(a) General parity requirement. Each MCO, PIHP, and PAHP providing services to MCO enrollees must comply with paragraphs (b), (c), or (e) of this section for all enrollees of a MCO in States that cover both medical/surgical benefits and mental health or substance use disorder benefits under the State plan. This section details the application of the parity requirements for aggregate lifetime and annual dollar limits.
(b) MCOs, PIHPs, or PAHPs with no limit or limits on less than one-third of all medical/surgical benefits. If a MCO, PIHP, or PAHP does not include an aggregate lifetime or annual dollar limit on any medical/surgical benefits or includes an aggregate lifetime or annual dollar limit that applies to less than one-third of all medical/surgical benefits provided to enrollees through a contract with the State, it may not impose an aggregate lifetime or annual dollar limit, respectively, on mental health or substance use disorder benefits.

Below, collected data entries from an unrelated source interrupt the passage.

use prism_abi::pixel::Color32;

use crate::glyph::GLYPH_HEIGHT;

// Window Sizes
pub const BORDER_WIDTH: i32 = 1;
pub const TITLE_BAR_HEIGHT: i32 = GLYPH_HEIGHT + 4;
pub const TITLE_TEXT_INSET: i32 = 6;

// Keyboard drag step, in pixels
pub const DRAG_STEP: i32 = 8;

// Colors
pub const COLOR_DESKTOP: Color32 = Color32::rgb(0x00, 0x11, 0x22);
pub const COLOR_WINDOW_BG: Color32 = Color32::rgb(0x25, 0x25, 0x26);
pub const COLOR_TITLE_BAR: Color32 = Color32::rgb(0x1E, 0x1E, 0x1E);
pub const COLOR_TITLE_BAR_FOCUSED: Color32 = Color32::rgb(0x2D, 0x2D, 0x80);
pub const COLOR_BORDER: Color32 = Color32::rgb(0x3E, 0x3E, 0x42);
pub const COLOR_TEXT: Color32 = Color32::rgb(0xE0, 0xE0, 0xE0);
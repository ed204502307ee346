//! Kernel key codes (KKC) delivered by the keyboard decoder
//!
//! A kernel key code is an opaque `u32`:
//! - printable keys carry their unshifted ASCII value (`'a'`, `'1'`, `';'`, ...)
//! - named control keys live at `0x100` and above
//! - bit 31 (`KKC_RELEASED`) marks a release transition
//! - `KKC_NONE` (0) means "unmapped key" and is ignored by the compositor

/// Unmapped key.
pub const KKC_NONE: u32 = 0;

pub const KKC_ESC: u32 = 0x100;
pub const KKC_ENTER: u32 = 0x101;
pub const KKC_BACKSPACE: u32 = 0x102;
pub const KKC_TAB: u32 = 0x103;
pub const KKC_SHIFT: u32 = 0x104;
pub const KKC_CTRL: u32 = 0x105;
pub const KKC_ALT: u32 = 0x106;
pub const KKC_CAPSLOCK: u32 = 0x107;
pub const KKC_HOME: u32 = 0x108;
pub const KKC_END: u32 = 0x109;
pub const KKC_UP: u32 = 0x10A;
pub const KKC_DOWN: u32 = 0x10B;
pub const KKC_LEFT: u32 = 0x10C;
pub const KKC_RIGHT: u32 = 0x10D;
pub const KKC_PAGEUP: u32 = 0x10E;
pub const KKC_PAGEDOWN: u32 = 0x10F;
pub const KKC_INSERT: u32 = 0x110;
pub const KKC_DELETE: u32 = 0x111;

/// Set on the code of a key release.
pub const KKC_RELEASED: u32 = 1 << 31;

/// Strip the release flag.
#[inline]
pub const fn kkc_code(kkc: u32) -> u32 {
    kkc & !KKC_RELEASED
}

#[inline]
pub const fn kkc_is_release(kkc: u32) -> bool {
    kkc & KKC_RELEASED != 0
}

/// Printable keys are the unshifted ASCII range.
#[inline]
pub const fn kkc_is_printable(kkc: u32) -> bool {
    let code = kkc_code(kkc);
    code >= 0x20 && code < 0x7F
}

#[inline]
pub const fn kkc_is_modifier(kkc: u32) -> bool {
    matches!(kkc_code(kkc), KKC_SHIFT | KKC_CTRL | KKC_ALT | KKC_CAPSLOCK)
}

#[inline]
pub const fn kkc_is_arrow(kkc: u32) -> bool {
    matches!(kkc_code(kkc), KKC_UP | KKC_DOWN | KKC_LEFT | KKC_RIGHT)
}

/// US layout shift mapping for non-letter printable keys.
const fn shifted_symbol(ch: u8) -> u8 {
    match ch {
        b'1' => b'!',
        b'2' => b'@',
        b'3' => b'#',
        b'4' => b'$',
        b'5' => b'%',
        b'6' => b'^',
        b'7' => b'&',
        b'8' => b'*',
        b'9' => b'(',
        b'0' => b')',
        b'-' => b'_',
        b'=' => b'+',
        b'[' => b'{',
        b']' => b'}',
        b';' => b':',
        b'\'' => b'"',
        b'`' => b'~',
        b'\\' => b'|',
        b',' => b'<',
        b'.' => b'>',
        b'/' => b'?',
        other => other,
    }
}

/// Resolve a printable key code to the character it types.
///
/// Letters are upper case when exactly one of shift and caps lock is active;
/// other symbols only follow shift.
pub fn kkc_to_ascii(kkc: u32, shift: bool, capslock: bool) -> Option<u8> {
    if !kkc_is_printable(kkc) {
        return None;
    }
    let ch = kkc_code(kkc) as u8;
    if ch.is_ascii_alphabetic() {
        let lower = ch.to_ascii_lowercase();
        return Some(if shift ^ capslock {
            lower.to_ascii_uppercase()
        } else {
            lower
        });
    }
    Some(if shift { shifted_symbol(ch) } else { ch })
}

(c) MCOs, PIHPs, or PAHPs with a limit on at least two-thirds of all medical/surgical benefits. If a MCO, PIHP, or PAHP includes an aggregate lifetime or annual dollar limit on at least two-thirds of all medical/surgical benefits provided to enrollees through a contract with the State, it must either -
(1) Apply the aggregate lifetime or annual dollar limit both to the medical/surgical benefits to which the limit would otherwise apply and to mental health or substance use disorder benefits in a manner that does not distinguish between the medical/surgical benefits and mental health or substance use disorder benefits; or
(2) Not include an aggregate lifetime or annual dollar limit on mental health or substance use disorder benefits that is more restrictive than the aggregate lifetime or annual dollar limit, respectively, on medical/surgical benefits.

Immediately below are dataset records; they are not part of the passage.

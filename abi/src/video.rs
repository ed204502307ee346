//! Display mode state and video error types

/// What the adapter is currently scanning out.
#[derive(Copy, Clone, Debug, Default, PartialEq, Eq)]
pub enum DisplayMode {
    /// Legacy text mode; video memory is not touched by the compositor.
    #[default]
    Text,
    /// The negotiated 1024x768 linear-framebuffer mode.
    Video,
}

#[derive(Copy, Clone, Debug, PartialEq, Eq)]
pub enum VideoError {
    /// The adapter offers no mode matching the configured resolution.
    ModeUnavailable,
    /// No real-mode services have been registered yet.
    BridgeUnavailable,
    /// A VBE call returned something other than `VBE_SUCCESS` in `AX`.
    BiosCallFailed { function: u16, status: u16 },
    /// The controller info block was short or lacked the `VESA` signature.
    InvalidControllerInfo,
    /// The negotiated framebuffer could not be mapped.
    MappingFailed,
}

pub type VideoResult<T = ()> = Result<T, VideoError>;
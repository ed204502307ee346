pub mod interrupts;

pub use interrupts::*;
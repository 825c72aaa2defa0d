// Entry point and high-level CLI flow.
//
// The Rust binary mirrors the sections of the original dashboard:
// - Option [1] ingests a CSV file into the session batch.
// - Option [2] loads a synthetic sample batch instead.
// - Option [3] renders the analytics view (KPI cards, chart, table).
// - Option [4] exports the anomalous subset to a date-stamped CSV.
mod classify;
mod export;
mod metrics;
mod parser;
mod sample;
mod types;
mod util;
mod view;

use chrono::Local;
use classify::{
    Classifier, RandomClassifier, ThresholdClassifier, DEFAULT_AMOUNT_THRESHOLD,
    DEFAULT_ANOMALY_RATE,
};
use once_cell::sync::Lazy;
use parser::DefaultRanges;
use rand::rngs::StdRng;
use rand::SeedableRng;
use std::io::{self, Write};
use std::path::Path;
use std::sync::Mutex;
use types::BillingRecord;

// Simple in-memory app state: one batch per session, replaced wholesale
// when a new load or sample generation happens.
static APP_STATE: Lazy<Mutex<AppState>> = Lazy::new(|| Mutex::new(AppState { data: None }));

struct AppState {
    data: Option<Vec<BillingRecord>>,
}

fn default_classifier() -> Box<dyn Classifier> {
    Box::new(RandomClassifier::new(
        DEFAULT_ANOMALY_RATE,
        StdRng::from_entropy(),
    ))
}

/// Let the user pick the detection mode for a new batch: the rule-based
/// amount threshold, or the random reference classifier.
fn choose_classifier() -> Box<dyn Classifier> {
    if !prompt_yes_no("Flag bills above an amount threshold? (Y/N, N = random sampling): ") {
        return default_classifier();
    }
    let raw = read_line(&format!("Amount threshold [{}]: ", DEFAULT_AMOUNT_THRESHOLD));
    let threshold = util::parse_f64_safe(Some(raw.as_str()))
        .filter(|v| *v >= 0.0)
        .unwrap_or(DEFAULT_AMOUNT_THRESHOLD);
    Box::new(ThresholdClassifier::new(threshold))
}

/// Read a single line of input after printing the given prompt.
fn read_line(prompt: &str) -> String {
    print!("{}", prompt);
    let _ = io::stdout().flush();
    let mut buf = String::new();
    io::stdin().read_line(&mut buf).ok();
    buf.trim().to_string()
}

/// Ask a Y/N question until the user answers one or the other.
fn prompt_yes_no(prompt: &str) -> bool {
    loop {
        match read_line(prompt).to_uppercase().as_str() {
            "Y" => return true,
            "N" => return false,
            _ => println!("Invalid choice. Please enter Y or N."),
        }
    }
}

/// Handle option [1]: ingest a CSV file into the session batch.
///
/// The upload surface only accepts `.csv` paths; anything else is rejected
/// before the parser is invoked.
fn handle_upload() {
    let path = read_line("Path to CSV file: ");
    let is_csv = Path::new(&path)
        .extension()
        .map(|e| e.eq_ignore_ascii_case("csv"))
        .unwrap_or(false);
    if !is_csv {
        println!("Only .csv files are supported.\n");
        return;
    }
    let has_header = prompt_yes_no("Does the file have a header row? (Y/N): ");
    let mut classifier = choose_classifier();

    let mut rng = StdRng::from_entropy();
    match parser::load_csv(
        &path,
        has_header,
        &DefaultRanges::default(),
        &mut rng,
        &mut *classifier,
    ) {
        Ok(records) => {
            let m = metrics::compute_metrics(&records);
            println!(
                "Processed {} records ({} flagged as anomalies).\n",
                util::format_int(m.total_records as u64),
                util::format_int(m.total_anomalies as u64)
            );
            let mut state = APP_STATE.lock().unwrap();
            state.data = Some(records);
        }
        Err(e) => {
            eprintln!("Failed to load file: {}\n", e);
        }
    }
}

/// Handle option [2]: replace the session batch with synthetic sample data.
fn handle_sample() {
    let mut classifier = choose_classifier();
    let mut rng = StdRng::from_entropy();
    let records =
        sample::generate_sample(&DefaultRanges::default(), &mut rng, &mut *classifier);
    let m = metrics::compute_metrics(&records);
    println!(
        "Loaded {} sample records ({} flagged as anomalies).\n",
        util::format_int(m.total_records as u64),
        util::format_int(m.total_anomalies as u64)
    );
    let mut state = APP_STATE.lock().unwrap();
    state.data = Some(records);
}

/// Handle option [3]: render KPI cards, the anomaly chart, and the table.
fn handle_analytics() {
    let data = {
        let state = APP_STATE.lock().unwrap();
        state.data.clone()
    };
    let Some(data) = data else {
        println!("No data available for analysis. Upload data first (option 1).\n");
        return;
    };

    let m = metrics::compute_metrics(&data);
    view::print_kpi_cards(&m);
    view::print_anomaly_chart(&data);
    view::print_record_table(&data);
}

/// Handle option [4]: write the anomalous subset to a date-stamped CSV.
///
/// When nothing is loaded, a fresh sample batch is exported instead, the
/// same fallback the original dashboard's export button had.
fn handle_export() {
    let data = {
        let state = APP_STATE.lock().unwrap();
        state.data.clone()
    };
    let data = match data {
        Some(d) => d,
        None => {
            println!("No data loaded; exporting a fresh sample batch.");
            let mut rng = StdRng::from_entropy();
            let mut classifier = default_classifier();
            sample::generate_sample(&DefaultRanges::default(), &mut rng, &mut *classifier)
        }
    };

    let filename = export::export_filename(Local::now().date_naive());
    let csv_text = match export::render_anomaly_csv(&data) {
        Ok(s) => s,
        Err(e) => {
            eprintln!("Export error: {}\n", e);
            return;
        }
    };
    if let Err(e) = std::fs::write(&filename, csv_text) {
        eprintln!("Write error: {}\n", e);
        return;
    }

    let m = metrics::compute_metrics(&data);
    println!("Anomaly data exported to {}\n", filename);
    println!("Export statistics:");
    println!("  Total Records : {}", util::format_int(m.total_records as u64));
    println!("  Anomalies     : {}", util::format_int(m.total_anomalies as u64));
    println!(
        "  Anomaly Rate  : {}%",
        util::format_number(metrics::anomaly_rate_pct(&m), 1)
    );
    println!(
        "  Avg Amount    : ${}\n",
        util::format_number(m.average_billed_amount, 2)
    );
}

fn main() {
    println!("Telecom Billing Anomaly Analyzer\n");
    loop {
        println!("[1] Upload billing data (CSV)");
        println!("[2] Load sample data");
        println!("[3] View analytics");
        println!("[4] Export anomaly data");
        println!("[5] Exit\n");
        match read_line("Enter choice: ").as_str() {
            "1" => {
                println!("");
                handle_upload();
            }
            "2" => {
                println!("");
                handle_sample();
            }
            "3" => {
                println!("");
                handle_analytics();
            }
            "4" => {
                println!("");
                handle_export();
            }
            "5" => {
                println!("Exiting the program.");
                break;
            }
            _ => {
                println!("Invalid choice. Please enter 1-5.\n");
            }
        }
    }
}
use crate::types::{BillingRecord, KpiMetrics};

/// Reduce a batch to its summary KPIs in one pass.
///
/// The average is over all records, not just anomalies, and reports 0 for
/// an empty batch rather than NaN.
pub fn compute_metrics(records: &[BillingRecord]) -> KpiMetrics {
    let mut total_anomalies = 0usize;
    let mut amount_sum = 0.0f64;
    for r in records {
        if r.is_anomaly {
            total_anomalies += 1;
        }
        amount_sum += r.total_amount;
    }
    let average_billed_amount = if records.is_empty() {
        0.0
    } else {
        amount_sum / records.len() as f64
    };
    KpiMetrics {
        total_records: records.len(),
        total_anomalies,
        average_billed_amount,
    }
}

/// Anomaly share of a batch as a percentage, 0 for an empty batch.
pub fn anomaly_rate_pct(metrics: &KpiMetrics) -> f64 {
    if metrics.total_records == 0 {
        return 0.0;
    }
    (metrics.total_anomalies as f64 / metrics.total_records as f64) * 100.0
}

#[cfg(test)]
mod tests {
    use super::*;

    fn record(id: usize, amount: f64, anomaly: bool) -> BillingRecord {
        BillingRecord {
            id: format!("BILL-{:04}", id),
            customer_name: format!("Customer {}", id),
            phone_number: "+1-555-000-0000".to_string(),
            billing_period: "2024-01".to_string(),
            total_amount: amount,
            data_usage: 5.0,
            call_minutes: 200,
            sms_count: 30,
            is_anomaly: anomaly,
        }
    }

    #[test]
    fn empty_batch_yields_zeroed_metrics() {
        let m = compute_metrics(&[]);
        assert_eq!(m.total_records, 0);
        assert_eq!(m.total_anomalies, 0);
        assert_eq!(m.average_billed_amount, 0.0);
        assert_eq!(anomaly_rate_pct(&m), 0.0);
    }

    #[test]
    fn average_covers_all_records_not_just_anomalies() {
        let batch = vec![
            record(1, 100.0, true),
            record(2, 200.0, false),
            record(3, 300.0, false),
        ];
        let m = compute_metrics(&batch);
        assert_eq!(m.total_records, 3);
        assert_eq!(m.total_anomalies, 1);
        assert_eq!(m.average_billed_amount, 200.0);
    }

    #[test]
    fn anomaly_count_never_exceeds_record_count() {
        let batch: Vec<BillingRecord> = (1..=20)
            .map(|i| record(i, 50.0 + i as f64, i % 3 == 0))
            .collect();
        let m = compute_metrics(&batch);
        assert!(m.total_anomalies <= m.total_records);
        let pct = anomaly_rate_pct(&m);
        assert!((0.0..=100.0).contains(&pct));
    }
}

(d) Determining one-third and two-thirds of all medical/surgical benefits. For purposes of this section, the determination of whether the portion of medical/surgical benefits subject to an aggregate lifetime or annual dollar limit represents one-third or two-thirds of all medical/surgical benefits is based on the total dollar amount of all combinations of MCO, PIHP, and PAHP payments for medical/surgical benefits expected to be paid under the MCO, PIHP, or PAHP for a contract year (or for the portion of a contract year after a change in benefits that affects the applicability of the aggregate lifetime or annual dollar limits). Any reasonable method may be used to determine whether the dollar amount expected to be paid under the MCOs, PIHPs, and PAHPs will constitute one-third or two-thirds of the dollar amount of all payments for medical/surgical benefits.
(e) MCO, PIHP, or PAHP not described in this section -
(1) In general. A MCO, PIHP, or PAHP that is not described in paragraph (b) or (c) of this section for aggregate lifetime or annual dollar limits on medical/surgical benefits, must either -
(i) Impose no aggregate lifetime or annual dollar limit, on mental health or substance use disorder benefits; or
(ii) Impose an aggregate lifetime or annual dollar limit on mental health or substance use disorder benefits that is no more restrictive than an average limit calculated for medical/surgical benefits in the following manner. The average limit is calculated by taking into account the weighted average of the aggregate lifetime or annual dollar limits, as appropriate, that are applicable to the categories of medical/surgical benefits. Limits based on delivery mechanisms, such as inpatient/outpatient treatment or normal treatment of common, low-cost conditions (such as treatment of normal births), do not constitute categories for purposes of this paragraph (e)(1)(ii). In addition, for purposes of determining weighted averages, any benefits that are not within a category that is subject to a separately-designated dollar limit under the contract are taken into account as a single separate category by using an estimate of the upper limit on the dollar amount that a MCO, PIHP, or PAHP may reasonably be expected to incur for such benefits, taking into account any other applicable restrictions.
(2) Weighting. For purposes of this paragraph (e), the weighting applicable to any category of medical/surgical benefits is determined in the manner set forth in paragraph (d) of this section for determining one-third or two-thirds of all medical/surgical benefits.